To get the very best from Smoked Back Bacon 500g:

  • Cook in a dry, cold pan over a medium heat — starting cold allows the smoked fat to render slowly.
  • Turn occasionally and cook until deeply golden and beginning to crisp at the edges.
  • Furthermore, the smoke flavour intensifies as the fat renders, so allow plenty of time for this.
  • Alternatively, roast at 200°C on a rack for 12 to 15 minutes for flat, evenly crisped rashers.

Perfect Pairings

Smoked Back Bacon 500g pairs beautifully with:

  • A classic full English breakfast — the definitive setting for great back bacon
  • In a toasted white sandwich with good butter and English mustard
  • Alongside fried free-range eggs and proper toast for a simple weekday breakfast
  • In a club sandwich with chicken, avocado and mayonnaise

Storage: Keep refrigerated and use by the date shown. Once opened, keep wrapped and use within 3 days. However, bacon also freezes very well. Simply separate the rashers with baking paper before freezing. As a result, you can take out exactly what you need. Delivered chilled and ready to cook.
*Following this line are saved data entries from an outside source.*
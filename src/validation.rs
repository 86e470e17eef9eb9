// ✅ Input Validation - form fields checked before anything touches the store
//
// Every check returns `Err(message)` with text fit for the user. Checks are
// collected with `Problems` so a form reports all of its mistakes at once.

use crate::error::{LedgerError, Result};
use crate::money::Amount;
use crate::payments::PaymentMethod;

/// Collects failed checks; empty means valid
#[derive(Debug, Default)]
pub struct Problems(Vec<String>);

impl Problems {
    pub fn new() -> Self {
        Self::default()
    }

    pub fn check(&mut self, result: std::result::Result<(), String>) -> &mut Self {
        if let Err(message) = result {
            self.0.push(message);
        }
        self
    }

    pub fn into_result(self) -> Result<()> {
        if self.0.is_empty() {
            Ok(())
        } else {
            Err(LedgerError::Validation(self.0))
        }
    }
}

// ============================================================================
// FIELD CHECKS
// ============================================================================

pub fn required(value: &str, field: &str) -> std::result::Result<(), String> {
    if value.trim().is_empty() {
        return Err(format!("{field} is required"));
    }
    Ok(())
}

pub fn username(value: &str) -> std::result::Result<(), String> {
    let value = value.trim();
    if value.is_empty() {
        return Err("Username is required".to_string());
    }
    if value.chars().count() < 4 {
        return Err("Username must be at least 4 characters".to_string());
    }
    if !value.chars().all(|c| c.is_ascii_alphanumeric() || c == '_') {
        return Err("Username can only contain letters, numbers, and underscores".to_string());
    }
    Ok(())
}

pub fn password(value: &str) -> std::result::Result<(), String> {
    if value.is_empty() {
        return Err("Password is required".to_string());
    }
    if value.chars().count() < 6 {
        return Err("Password must be at least 6 characters".to_string());
    }
    Ok(())
}

/// First/last name: letters and spaces, at least two characters
pub fn person_name(value: &str, field: &str) -> std::result::Result<(), String> {
    let value = value.trim();
    if value.is_empty() {
        return Err(format!("{field} is required"));
    }
    if value.chars().count() < 2 {
        return Err(format!("{field} must be at least 2 characters"));
    }
    if !value.chars().all(|c| c.is_alphabetic() || c == ' ') {
        return Err(format!("{field} can only contain letters"));
    }
    Ok(())
}

/// Registration contact number: phone punctuation allowed, 10+ characters
pub fn contact_number(value: &str) -> std::result::Result<(), String> {
    let value = value.trim();
    if value.is_empty() {
        return Err("Contact number is required".to_string());
    }
    if !value
        .chars()
        .all(|c| c.is_ascii_digit() || matches!(c, '+' | '-' | '(' | ')' | ' '))
    {
        return Err("Invalid contact number format".to_string());
    }
    if value.len() < 10 {
        return Err("Contact number must be at least 10 digits".to_string());
    }
    Ok(())
}

/// Philippine mobile number: exactly 11 digits starting with "09"
pub fn mobile_number(value: &str) -> std::result::Result<(), String> {
    let value = value.trim();
    if value.is_empty() {
        return Err("Contact number is required".to_string());
    }
    if value.chars().count() != 11 {
        return Err("Contact number must be exactly 11 digits".to_string());
    }
    if !value.starts_with("09") {
        return Err("Contact number must start with '09'".to_string());
    }
    if !value.bytes().all(|b| b.is_ascii_digit()) {
        return Err("Contact number must contain only digits".to_string());
    }
    Ok(())
}

pub fn plate_number(value: &str) -> std::result::Result<(), String> {
    let value = value.trim();
    if value.is_empty() {
        return Err("Plate number is required".to_string());
    }
    if value.chars().count() < 3 {
        return Err("Plate number is too short".to_string());
    }
    Ok(())
}

// ============================================================================
// PAYMENT FORM
// ============================================================================

/// What the payer typed into the payment form
#[derive(Debug, Clone, PartialEq, Eq)]
pub struct PaymentForm {
    pub method: PaymentMethod,
    pub amount: Amount,
    pub payer_name: String,
    pub contact: String,
    /// Transaction reference; required for online methods only
    pub reference: Option<String>,
}

pub fn payment_form(form: &PaymentForm) -> Result<()> {
    let mut problems = Problems::new();

    problems
        .check(required(&form.payer_name, "Payer name"))
        .check(mobile_number(&form.contact));

    if form.method.requires_reference() {
        let has_reference = form
            .reference
            .as_deref()
            .map(|r| !r.trim().is_empty())
            .unwrap_or(false);
        if !has_reference {
            problems.check(Err(format!(
                "{} reference number is required",
                form.method
            )));
        }
    }

    if !form.amount.is_positive() {
        problems.check(Err("Payment amount must be greater than zero".to_string()));
    } else if form.amount > Amount::MAX_CHARGE {
        problems.check(Err(format!(
            "Payment amount cannot exceed {}",
            Amount::MAX_CHARGE
        )));
    }

    problems.into_result()
}

#[cfg(test)]
mod tests {
    use super::*;
    use crate::error::ErrorKind;

    fn form(method: PaymentMethod, reference: Option<&str>) -> PaymentForm {
        PaymentForm {
            method,
            amount: Amount::pesos(500),
            payer_name: "Juan Dela Cruz".to_string(),
            contact: "09171234567".to_string(),
            reference: reference.map(str::to_string),
        }
    }

    #[test]
    fn test_mobile_number() {
        assert!(mobile_number("09171234567").is_ok());
        assert!(mobile_number(" 09171234567 ").is_ok());
        assert!(mobile_number("0917123456").is_err());
        assert!(mobile_number("19171234567").is_err());
        assert!(mobile_number("0917123456a").is_err());
        assert!(mobile_number("").is_err());
    }

    #[test]
    fn test_cash_needs_no_reference() {
        assert!(payment_form(&form(PaymentMethod::Cash, None)).is_ok());
    }

    #[test]
    fn test_online_methods_need_reference() {
        for method in PaymentMethod::ALL.iter().filter(|m| m.requires_reference()) {
            let err = payment_form(&form(*method, None)).unwrap_err();
            assert_eq!(err.kind(), ErrorKind::Validation);

            let blank = payment_form(&form(*method, Some("   "))).unwrap_err();
            assert_eq!(blank.kind(), ErrorKind::Validation);

            assert!(payment_form(&form(*method, Some("REF-1234"))).is_ok());
        }
    }

    #[test]
    fn test_all_problems_reported_together() {
        let bad = PaymentForm {
            method: PaymentMethod::GCash,
            amount: Amount::ZERO,
            payer_name: "  ".to_string(),
            contact: "12345".to_string(),
            reference: None,
        };

        match payment_form(&bad).unwrap_err() {
            LedgerError::Validation(messages) => {
                assert_eq!(messages.len(), 4);
                assert!(messages.contains(&"Payer name is required".to_string()));
                assert!(messages.contains(&"GCash reference number is required".to_string()));
            }
            other => panic!("expected validation error, got {other:?}"),
        }
    }

    #[test]
    fn test_amount_above_cap_rejected() {
        let mut over = form(PaymentMethod::Cash, None);
        over.amount = Amount::MAX_CHARGE.checked_add(Amount::from_centavos(1)).unwrap();
        assert_eq!(payment_form(&over).unwrap_err().kind(), ErrorKind::Validation);

        over.amount = Amount::MAX_CHARGE;
        assert!(payment_form(&over).is_ok());
    }

    #[test]
    fn test_registration_fields() {
        assert!(username("juan_dc").is_ok());
        assert!(username("ab").is_err());
        assert!(username("juan.dc").is_err());
        assert!(password("pass123").is_ok());
        assert!(password("12345").is_err());
        assert!(person_name("Maria Clara", "First name").is_ok());
        assert!(person_name("M", "First name").is_err());
        assert!(person_name("R2D2", "First name").is_err());
        assert!(contact_number("(02) 8123-4567").is_ok());
        assert!(contact_number("12345").is_err());
        assert!(plate_number("ABC1234").is_ok());
        assert!(plate_number("AB").is_err());
    }
}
However you use it, Smoked Back Bacon 500g brings genuine artisan quality to the table. Moreover, once you have tried properly dry-cured bacon, it is very hard to go back.

Nestled in the picturesque Welsh Wye Valley, Cullimore’s Tump Farm stands as a testament to traditional family farming, where time-honoured methods and a deep respect for animal welfare are paramount.

 

Family Heritage and Traditional Farming

For generations, the Cullimore family has dedicated themselves to sustainable agriculture, preserving the rich heritage of farming practices passed down through the years. Their commitment to maintaining the natural harmony of the land is evident in every aspect of their operations.

Outdoor-Reared Pigs

At Tump Farm, all pigs are reared outdoors, allowing them to roam freely in spacious pastures. This approach ensures the animals lead healthy, stress-free lives, resulting in superior quality meat that reflects the care and dedication invested in their upbringing.

Community Engagement

The Cullimore family’s involvement in local events, such as hosting the finish line for the annual Monmouth Raft Race at Tump Farm, underscores their integral role within the community. This event not only brings people together but also supports charitable causes, highlighting the family’s commitment to social responsibility.

Why Choose Cullimore’s Meat Products?

Exceptional Quality: The traditional farming methods and outdoor-reared practices result in meat of unparalleled taste and texture.

Ethical Farming: Purchasing from Cullimore’s Tump Farm supports humane and sustainable farming practices.

Support Local Heritage: Your purchase helps sustain a family farm that is deeply rooted in the Welsh Wye Valley’s agricultural traditions.

By choosing meat from Cullimore’s Tump Farm, you’re not only indulging in high-quality, ethically produced products but also contributing to the preservation of traditional farming and the vitality of the local community.